Sby, MercuryFM – Ikatan Dokter Indonesia (IDI) merekomendasikan wilayah Surabaya Raya (Surabaya, Sidoarjo, Gresik) ditambah Pasuruan dan Lamongan belum layak memberlakukan new normal. Dari hasil kajian epidemilogis angka penambahan kasus baru terkonfirmasi positif terus bertambah banyak.
“Sebagai orang kesehatan dan ilmuan, menurut saya belum layak masuk new normal. Namun IDI tidak bisa berbuat apa-apa bila ada pertimbangan lain terhadap wilayah tersebut. Sehingga sekarang tanggungjawab tersebut dikembalikan kepada masyarakat,” ujar ketua Ikatan Dokter Indonesia (IDI) Jatim dr Sutrisno usai mengikuti rapat dengar pendapat dengan Komisi E DPRD Jatim, Senin (29/06/20).
Menurut Sutrisno, sikap masyarakat yang masih kurang patuh dan abai terhadap protokol kesehatan justru akan membuat penyakit corona semakin lama, bahkan bisa menjadi endemi di Jatim dan kian membahayakan bagi orang-orang yang memiliki kormorbid (penyakit bawaan).
“Mestinya orang yang memiliki komorbit itu bisa hidup lebih lama tapi karena adanya covid-19 sehingga umurnya jadi lebih pendek,” dalih Sutrisno.
Di sisi lain, tugas RS juga akan semakin berat karena orang yang terpapar covid-19 jumlahnya akan semakin banyak dan waktunya tahunan, sehingga RS dituntut melakukan redisign mulai dari software maupun hardwere, IT, Keuangan, SDM untuk dibagi dua yakni khusus covid-19 dan non covid-19.
“Inilah tantangan baru bagi insan kesehatan maupun pemerintah untuk menyesuaikan kondisi dengan covid-19,” ungkapnya.
Sementara itu terkait kondisi tenaga kesehatan (Nakes) dijatim saat ini, Sutrisno menjelaskan berdasarkan data Ikatan Dokter Indonesia (IDI) Jatim, jumlah dokter yang terpapar covid-19 berdasarkan hasil Swab/PCR di luar Surabaya ada sebanyak 76 orang dan yang meninggal sebanyak 10 orang. Kemudian untuk perawat ada sebanyak 106 orang dan meninggal dunia sebanyak 10 orang. Sedangkan untuk bidan yang terpapar covid-19 sebanyak 52 orang dan meninggal dunia sebanyak 2 orang.
“Informasi itu berdasarkan laporan organisasi IDI, dan tentunya kalau ditambah dengan Kota Surabaya mungkin akan lebih banyak lagi nakes yang terpapar dan menjadi korban covid-19,” kata Ketua IDI Jatim dr Sutrisno usai mengikuti rapat dengar pendapat dengan Komisi E DPRD Jatim, di jalan Indrapura Surabaya, Selasa (30/06/20).
Menyikapi fenomena tersebut, IDI Jatim menyarankan agar tenaga kesehatan harus mendapatkan prioritas. Kenapa? sebab jika diibaratkan perang maka tentaranya adalah para tenaga kesehatan itu.
“Jadi kalau ingin perang ya tentaranya harus diopeni atau diperhatikan yang bagus supaya mereka bisa terus memberikan pelayanan dengan baik,”ujarnya.
Selain itu, pihaknya juga menyarakan supaya dilakukan screening rutin bagi para nakes baik yang menangaani langsung pasien covid-19 maupun tidak.
“Yang positif rapid test ya diistirahatkan dulu untuk isolasi dan setelah kondisinya baik baru memberikan layanan lagi. Sebab jika nakes sampai sakit tentu bisa menularkan ke keluarga maupun pasien,” kata Sutrisno.

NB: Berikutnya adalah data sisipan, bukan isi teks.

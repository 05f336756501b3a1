//! Renderers for highlighted lines.

use super::{FragmentClass, HighlightedLine};
use std::{borrow::Cow, fmt::Write};
use yansi::{Color, Style};

/// Markup emitted for an empty line so that it keeps its height.
pub const EMPTY_LINE_HTML: &str = "&nbsp;";

/// Separator between the line number gutter and the code.
pub const GUTTER_SEPARATOR: &str = "│";

/// Renders each line as HTML, wrapping classified fragments in `<span class="code-*">`.
///
/// All text is escaped, including string and comment contents.
pub fn to_html(lines: &[HighlightedLine]) -> Vec<String> {
    lines.iter().map(line_to_html).collect()
}

/// Renders a single line as HTML.
pub fn line_to_html(line: &HighlightedLine) -> String {
    if line.is_empty() {
        return EMPTY_LINE_HTML.to_string();
    }
    let mut out = String::new();
    for fragment in &line.fragments {
        let text = escape_html(&fragment.text);
        match fragment.class.css_class() {
            Some(class) => {
                let _ = write!(out, r#"<span class="{class}">{text}</span>"#);
            }
            None => out.push_str(&text),
        }
    }
    out
}

/// Escapes `&`, `<` and `>`.
pub fn escape_html(text: &str) -> Cow<'_, str> {
    if !text.contains(['&', '<', '>']) {
        return Cow::Borrowed(text);
    }
    let mut out = String::with_capacity(text.len() + 8);
    for ch in text.chars() {
        match ch {
            '&' => out.push_str("&amp;"),
            '<' => out.push_str("&lt;"),
            '>' => out.push_str("&gt;"),
            ch => out.push(ch),
        }
    }
    Cow::Owned(out)
}

/// Renders each line with ANSI escape codes.
///
/// This always paints; callers decide whether the terminal wants colors.
pub fn to_ansi(lines: &[HighlightedLine]) -> Vec<String> {
    lines
        .iter()
        .map(|line| {
            let mut out = String::with_capacity(line.fragments.iter().map(|f| f.text.len()).sum());
            for fragment in &line.fragments {
                paint(&fragment.text, class_style(fragment.class), &mut out);
            }
            out
        })
        .collect()
}

/// Renders each line as its plain source text.
pub fn to_plain(lines: &[HighlightedLine]) -> Vec<String> {
    lines.iter().map(HighlightedLine::text).collect()
}

/// Prefixes every rendered line with its right-aligned, 1-based line number.
pub fn with_gutter(lines: &[String]) -> String {
    let width = lines.len().to_string().len();
    let mut out = String::new();
    for (i, line) in lines.iter().enumerate() {
        if i > 0 {
            out.push('\n');
        }
        let _ = write!(out, "{:>width$} {GUTTER_SEPARATOR} {line}", i + 1);
    }
    out
}

/// Returns the terminal style for a fragment class.
pub fn class_style(class: FragmentClass) -> Style {
    match class {
        FragmentClass::Plain => Style::default(),
        FragmentClass::String => Color::Green.foreground(),
        FragmentClass::Comment => Color::Primary.foreground().dim().italic(),
        FragmentClass::Keyword => Color::Blue.foreground(),
        FragmentClass::Sdk => Color::Yellow.foreground().bold(),
        FragmentClass::Address => Color::Magenta.foreground().bold(),
    }
}

fn paint(text: &str, style: Style, out: &mut String) {
    if style == Style::default() {
        out.push_str(text);
    } else {
        let _ = style.fmt_prefix(out);
        out.push_str(text);
        let _ = style.fmt_suffix(out);
    }
}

Tidak lupa, kata Sutrisno para nakes yang bekerja di RS pemerintah maupun RS swasta yang memberikan pelayanan covid-19 diharapkan juga diberikan insentif oleh pemerintah, syukur-syukur dapat ansuransi.
Sayangnya, insentif yang sudah dialokasikan pemerintah itu penyerapannya sangat rendah karena administrasinya sangat rumit padahal itu menjadi hak nakes.
“Saya dapat informasi banyak nakes yang belum mendapatkan insentif karena penyerapannya masih 1, % masih sangat jauh sekian triliun anggaran yang sudah disiapkan pemerintah,” ungkap ketua IDI Jatim.
Yang paling penting dan tak boleh dilupakan menurutnya adalah nakes kita harus dilindungi dari stigma masyarakat karena banyak nakes yang kembali ke keluarga ditolak bahkan jenazahnya juga ada penolakan.
“Harusnya mereka mendapat apresiasi bukan malah ditolak,” harap Sutrisno.
Sementara itu menanggapi hal ini, wakil ketua Komisi E DPRD Jatim Hj Hkmah Bafaqih menyatakan banyak masukan yang diberikan IDi dan menjadikan koordinasi antar instansi menjadi lebih baik lagi.
Ia mencontohkan, soal jumlah mortalitas (kematian) nakes ternyata versi IDI lebih banyak dibanding yang dilaporkan Satgas Covid-19 Jatim.
“Laporan Dinkes Jatim hanya ada 8 nakes yang meninggal karena covid-19. Tapi versi IDI Jatim justru menjadi 22. Nah inilah gunanya mempertemukan mereka tadi,” jelas politisi asal PKB.
Selama ini katanya yang dilaporkan Dinkes itu hanya data dari laboratorium rumah sakit. Berarti ada nakes yang sebelumnya tidak dilaporkan.
“Ini khan kasihan, karena tak dilaporkan mereka (nakes) yang meningal tidak mendapatkan uang duka dan tidak mendapatkan apresiasi selayaknya,” harap Hikmah.
Politisi asal Malang ini juga menyayangkan rendahnya serapan dana insentif bagi nakes yang menagani covid-19, hingga kemenkes dan presiden marah-marah karena serapannya masih 1,53%.
“Dari keterangan Kadinkes Jatim datanya baru terkirim 10 hari lalu karena prosesnya panjang khususnya bagi nakes di Rumah Sakit dan puskesmas swasta,” jelas Hikmah Bafaqih.
Polotisi PKB ini juga bersyukur, sebagian daerah juga mau mengalokasikan angaran untuk membantu riset dan pembuatan journal international terkait penanganan covid-19 yang banyak dilakukan mahasiswa kedokteran di Jatim, mulai dari uang semester dan riset dibantu hingga 50% hingga didaftarkan BPJS Ketenagakerjaan oleh kampus.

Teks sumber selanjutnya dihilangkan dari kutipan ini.